Maybe the answer is disabling the JS runtime on non-TLS sites, maybe that has the added benefit of making the web (documents and “posters”) light again.
SMS is unencrypted, phone calls are unencrypted- yet we don’t worry nearly as much about people injecting content or modifying things. Because we trust out providers, largely, but the capability 100% exists for that; with no actual recourse. With browsing the internet we do have recourse- optionally use a VPN.
All of this security theatre is just moving the trust around, I would much rather make laws that protect the integrity of traffic sent via ISPs than add to the computational waste from military grade encrypting the local menu for the pizza shop.

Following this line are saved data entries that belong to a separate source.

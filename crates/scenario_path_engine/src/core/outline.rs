//! Abgeleitete Hit-Test-Form des Geometrie-Puffers.

use super::Location;
use glam::Vec2;

/// Polylinien-Umriss mit Bounding-Box für schnelle Treffer-Vorfilterung.
#[derive(Debug, Clone, Default, PartialEq)]
pub struct Outline {
    points: Vec<Vec2>,
    min: Vec2,
    max: Vec2,
}

impl Outline {
    /// Baut den Umriss aus den Pufferpunkten.
    pub fn from_points(points: &[Location]) -> Self {
        let points: Vec<Vec2> = points.iter().map(|p| p.position).collect();
        let (min, max) = points.iter().fold(
            (Vec2::splat(f32::INFINITY), Vec2::splat(f32::NEG_INFINITY)),
            |(min, max), p| (min.min(*p), max.max(*p)),
        );
        Self { points, min, max }
    }

    /// Gibt `true` zurück, wenn der Umriss keine Punkte enthält.
    pub fn is_empty(&self) -> bool {
        self.points.is_empty()
    }

    /// Anzahl der Stützpunkte.
    pub fn len(&self) -> usize {
        self.points.len()
    }

    /// Bounding-Box `(min, max)`, `None` bei leerem Umriss.
    pub fn bounds(&self) -> Option<(Vec2, Vec2)> {
        (!self.points.is_empty()).then_some((self.min, self.max))
    }

    /// Kürzeste Distanz von `pos` zur Polylinie.
    ///
    /// Ein einzelner Punkt degeneriert zur Punktdistanz; leer → `f32::INFINITY`.
    pub fn distance_to(&self, pos: Vec2) -> f32 {
        match self.points.as_slice() {
            [] => f32::INFINITY,
            [single] => single.distance(pos),
            points => points
                .windows(2)
                .map(|w| distance_to_segment(pos, w[0], w[1]))
                .fold(f32::INFINITY, f32::min),
        }
    }

    /// Prüft ob `pos` höchstens `half_width` von der Polylinie entfernt liegt.
    pub fn hit(&self, pos: Vec2, half_width: f32) -> bool {
        let Some((min, max)) = self.bounds() else {
            return false;
        };
        let margin = Vec2::splat(half_width);
        let (min, max) = (min - margin, max + margin);
        if pos.x < min.x || pos.y < min.y || pos.x > max.x || pos.y > max.y {
            return false;
        }
        self.distance_to(pos) <= half_width
    }
}

fn distance_to_segment(pos: Vec2, a: Vec2, b: Vec2) -> f32 {
    let ab = b - a;
    let len_sq = ab.length_squared();
    if len_sq <= f32::EPSILON {
        return pos.distance(a);
    }
    let t = ((pos - a).dot(ab) / len_sq).clamp(0.0, 1.0);
    pos.distance(a + ab * t)
}

#[cfg(test)]
mod tests {
    use super::*;
    use approx::assert_relative_eq;

    fn l_shape() -> Outline {
        Outline::from_points(&[
            Location::xy(0.0, 0.0),
            Location::xy(10.0, 0.0),
            Location::xy(10.0, 10.0),
        ])
    }

    #[test]
    fn distance_measures_closest_segment() {
        let outline = l_shape();

        assert_relative_eq!(outline.distance_to(Vec2::new(5.0, 2.0)), 2.0);
        assert_relative_eq!(outline.distance_to(Vec2::new(12.0, 5.0)), 2.0);
        assert_relative_eq!(outline.distance_to(Vec2::new(-3.0, -4.0)), 5.0);
    }

    #[test]
    fn hit_uses_half_width() {
        let outline = l_shape();

        assert!(outline.hit(Vec2::new(5.0, 0.4), 0.5));
        assert!(!outline.hit(Vec2::new(5.0, 0.6), 0.5));
        assert!(!outline.hit(Vec2::new(50.0, 50.0), 0.5));
    }

    #[test]
    fn single_point_and_empty_outline() {
        let single = Outline::from_points(&[Location::xy(1.0, 1.0)]);
        assert_relative_eq!(single.distance_to(Vec2::new(4.0, 5.0)), 5.0);

        let empty = Outline::default();
        assert!(empty.bounds().is_none());
        assert!(!empty.hit(Vec2::ZERO, 100.0));
    }
}
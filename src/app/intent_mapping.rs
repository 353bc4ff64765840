//! Mapping von UI-Intents auf mutierende App-Commands.

use super::{AppCommand, AppIntent, AppState};
use scenario_path_engine::{EditMode, PathEditor};

/// Pfad-Editor der ausgewählten Entität.
fn selected_editor(state: &AppState) -> Option<&PathEditor> {
    let id = state.selection.entity?;
    state.entities.get(id).map(|entity| &entity.path)
}

/// Übersetzt einen `AppIntent` in eine Sequenz ausführbarer `AppCommand`s.
pub fn map_intent_to_commands(state: &AppState, intent: AppIntent) -> Vec<AppCommand> {
    match intent {
        AppIntent::PlaceEntityRequested {
            category,
            world_pos,
        } => vec![AppCommand::PlaceEntity {
            category,
            spawn: world_pos,
        }],
        AppIntent::EntitySelected { entity } => vec![AppCommand::SelectEntity { entity }],
        AppIntent::RemoveSelectedEntityRequested => state
            .selection
            .entity
            .map(|entity| vec![AppCommand::RemoveEntity { entity }])
            .unwrap_or_default(),
        AppIntent::CategoryChangeRequested { category } => state
            .selection
            .entity
            .map(|entity| vec![AppCommand::SetEntityCategory { entity, category }])
            .unwrap_or_default(),
        AppIntent::PointerMoved { world_pos } => match selected_editor(state).map(|e| e.mode()) {
            Some(EditMode::Building) => vec![AppCommand::PreviewAppend { world_pos }],
            Some(EditMode::Editing) => vec![AppCommand::HoverPath { world_pos }],
            None => vec![],
        },
        AppIntent::PointerClicked { world_pos } => {
            let Some(editor) = selected_editor(state) else {
                return vec![];
            };
            if let Some(waypoint) = editor.waypoint_at(world_pos) {
                return vec![AppCommand::SelectWaypoint { waypoint }];
            }
            if let Some(buffer_index) = editor.click_path(world_pos) {
                return vec![AppCommand::ClickPath { buffer_index }];
            }
            match editor.mode() {
                EditMode::Building => vec![AppCommand::AppendWaypoint { world_pos }],
                EditMode::Editing => vec![],
            }
        }
        AppIntent::PathClicked { buffer_index } => selected_editor(state)
            .map(|_| vec![AppCommand::ClickPath { buffer_index }])
            .unwrap_or_default(),
        AppIntent::WaypointDragStarted { world_pos } => selected_editor(state)
            .and_then(|editor| editor.waypoint_at(world_pos))
            .map(|waypoint| vec![AppCommand::BeginWaypointDrag { waypoint }])
            .unwrap_or_default(),
        AppIntent::WaypointDragged { world_pos } => state
            .selection
            .dragging
            .map(|waypoint| {
                vec![AppCommand::MoveWaypoint {
                    waypoint,
                    world_pos,
                }]
            })
            .unwrap_or_default(),
        AppIntent::WaypointDragEnded => {
            if state.selection.dragging.is_some() {
                vec![AppCommand::EndWaypointDrag]
            } else {
                vec![]
            }
        }
        AppIntent::DeleteSelectedWaypointRequested => state
            .selection
            .waypoint
            .map(|waypoint| vec![AppCommand::DeleteWaypoint { waypoint }])
            .unwrap_or_default(),
        AppIntent::FinishPathRequested => selected_editor(state)
            .map(|_| vec![AppCommand::FinishPath])
            .unwrap_or_default(),
        AppIntent::EntityMoved { world_pos } => state
            .selection
            .entity
            .map(|entity| vec![AppCommand::MoveEntity { entity, world_pos }])
            .unwrap_or_default(),
        AppIntent::UndoRequested => vec![AppCommand::Undo],
        AppIntent::RedoRequested => vec![AppCommand::Redo],
        AppIntent::RoadGraphLoadRequested { path } => vec![AppCommand::LoadRoadGraph { path }],
        AppIntent::OptionsChanged { options } => vec![AppCommand::ApplyOptions { options }],
    }
}

#[cfg(test)]
mod tests;
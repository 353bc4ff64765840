//! Core-Domänentypen: Location, Wegpunkte, Pfad, Ledger, Geometrie-Puffer und Straßengraph.

pub mod connection;
pub mod geometry_buffer;
pub mod ids;
pub mod location;
pub mod outline;
pub mod path;
pub mod road_graph;
pub mod segment_ledger;
pub mod snap_index;
pub mod trigger;
pub mod waypoint;

pub use connection::{Connection, ConnectionDirection, ConnectionKind};
pub use geometry_buffer::{BufferRangeError, GeometryBuffer};
pub use ids::{EntityId, IdAllocator, WaypointId};
pub use location::Location;
pub use outline::Outline;
pub use path::Path;
pub use road_graph::{GraphNode, RoadGraph};
pub use segment_ledger::{LedgerEntry, LedgerSplit, SegmentLedger};
pub use snap_index::{NodeMatch, SnapIndex};
pub use trigger::{ConditionEdge, Rule, TriggerCondition, TriggerKind};
pub use waypoint::{ActionKind, Waypoint};
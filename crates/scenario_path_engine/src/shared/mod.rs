//! Geteilte Konfiguration für Engine und Anwendungsschicht.

pub mod options;

pub use options::EditorOptions;
pub use options::{MARKER_RADIUS, PATH_HIT_WIDTH, SNAP_RADIUS, TRIGGER_DISTANCE};
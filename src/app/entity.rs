//! Szenario-Entitäten (Fahrzeuge, Fußgänger) und ihre Registry.

use indexmap::IndexMap;
use scenario_path_engine::{EntityId, Location, PathEditor};
use serde::{Deserialize, Serialize};

/// Kategorie einer Entität; bestimmt, ob der Pfad dem Straßengraphen folgt.
#[derive(Debug, Clone, Copy, PartialEq, Eq, Hash, Default, Serialize, Deserialize)]
pub enum EntityCategory {
    /// PKW
    #[default]
    Car,
    /// Motorrad
    Motorcycle,
    /// Fahrrad
    Bike,
    /// Fußgänger
    Pedestrian,
}

impl EntityCategory {
    /// Fahrräder und Fußgänger bewegen sich frei, ohne Straßengraph.
    pub fn ignores_road_graph(self) -> bool {
        match self {
            EntityCategory::Car | EntityCategory::Motorcycle => false,
            EntityCategory::Bike | EntityCategory::Pedestrian => true,
        }
    }

    /// Anzeigename der Kategorie.
    pub fn label(self) -> &'static str {
        match self {
            EntityCategory::Car => "Car",
            EntityCategory::Motorcycle => "Motorcycle",
            EntityCategory::Bike => "Bike",
            EntityCategory::Pedestrian => "Pedestrian",
        }
    }
}

/// Eine platzierte Entität mit Spawn-Position und eigenem Pfad-Editor.
#[derive(Debug, Clone)]
pub struct ScenarioEntity {
    pub id: EntityId,
    /// Anzeigename (`"<Kategorie> <id>"`)
    pub name: String,
    pub category: EntityCategory,
    /// Spawn-Position (= Anker des Pfads)
    pub spawn: Location,
    /// Pfad der Entität
    pub path: PathEditor,
}

/// Alle Entitäten einer Session in Einfügereihenfolge.
#[derive(Debug, Clone, Default)]
pub struct EntityRegistry {
    entities: IndexMap<EntityId, ScenarioEntity>,
}

impl EntityRegistry {
    /// Erstellt eine leere Registry.
    pub fn new() -> Self {
        Self::default()
    }

    pub fn insert(&mut self, entity: ScenarioEntity) {
        self.entities.insert(entity.id, entity);
    }

    /// Entfernt eine Entität; die Reihenfolge der übrigen bleibt erhalten.
    pub fn remove(&mut self, id: EntityId) -> Option<ScenarioEntity> {
        self.entities.shift_remove(&id)
    }

    pub fn get(&self, id: EntityId) -> Option<&ScenarioEntity> {
        self.entities.get(&id)
    }

    pub fn get_mut(&mut self, id: EntityId) -> Option<&mut ScenarioEntity> {
        self.entities.get_mut(&id)
    }

    pub fn contains(&self, id: EntityId) -> bool {
        self.entities.contains_key(&id)
    }

    /// Iterator in Einfügereihenfolge.
    pub fn iter(&self) -> impl Iterator<Item = &ScenarioEntity> {
        self.entities.values()
    }

    /// Mutabler Iterator in Einfügereihenfolge.
    pub fn iter_mut(&mut self) -> impl Iterator<Item = &mut ScenarioEntity> {
        self.entities.values_mut()
    }

    pub fn len(&self) -> usize {
        self.entities.len()
    }

    pub fn is_empty(&self) -> bool {
        self.entities.is_empty()
    }
}
//! AppIntent- und AppCommand-Enums für den Intent/Command-Datenfluss.

mod command;
mod intent;

pub use command::AppCommand;
pub use intent::AppIntent;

Worse still, the pizza shop won’t go through the effort so they either won’t bother having a website or will put it on facebook or some other crazy centralised platform.
I’ll tell you something, I trust my ISP (Bahnhof- famous for protecting thepiratebay) a lot more than I trust Facebook not to do weird moderation activities.
Further: tapping glass is a thing, and if the only traffic that is encrypted is the "important" or "sensitive" stuff, then it sticks out in the flow, and so attackers know to focus just on that. If all traffic is encrypted, then it's much harder for attackers to figure out what is important and what is not.
So by encrypting your "unimportant" data you add more noise that has to be sifted through.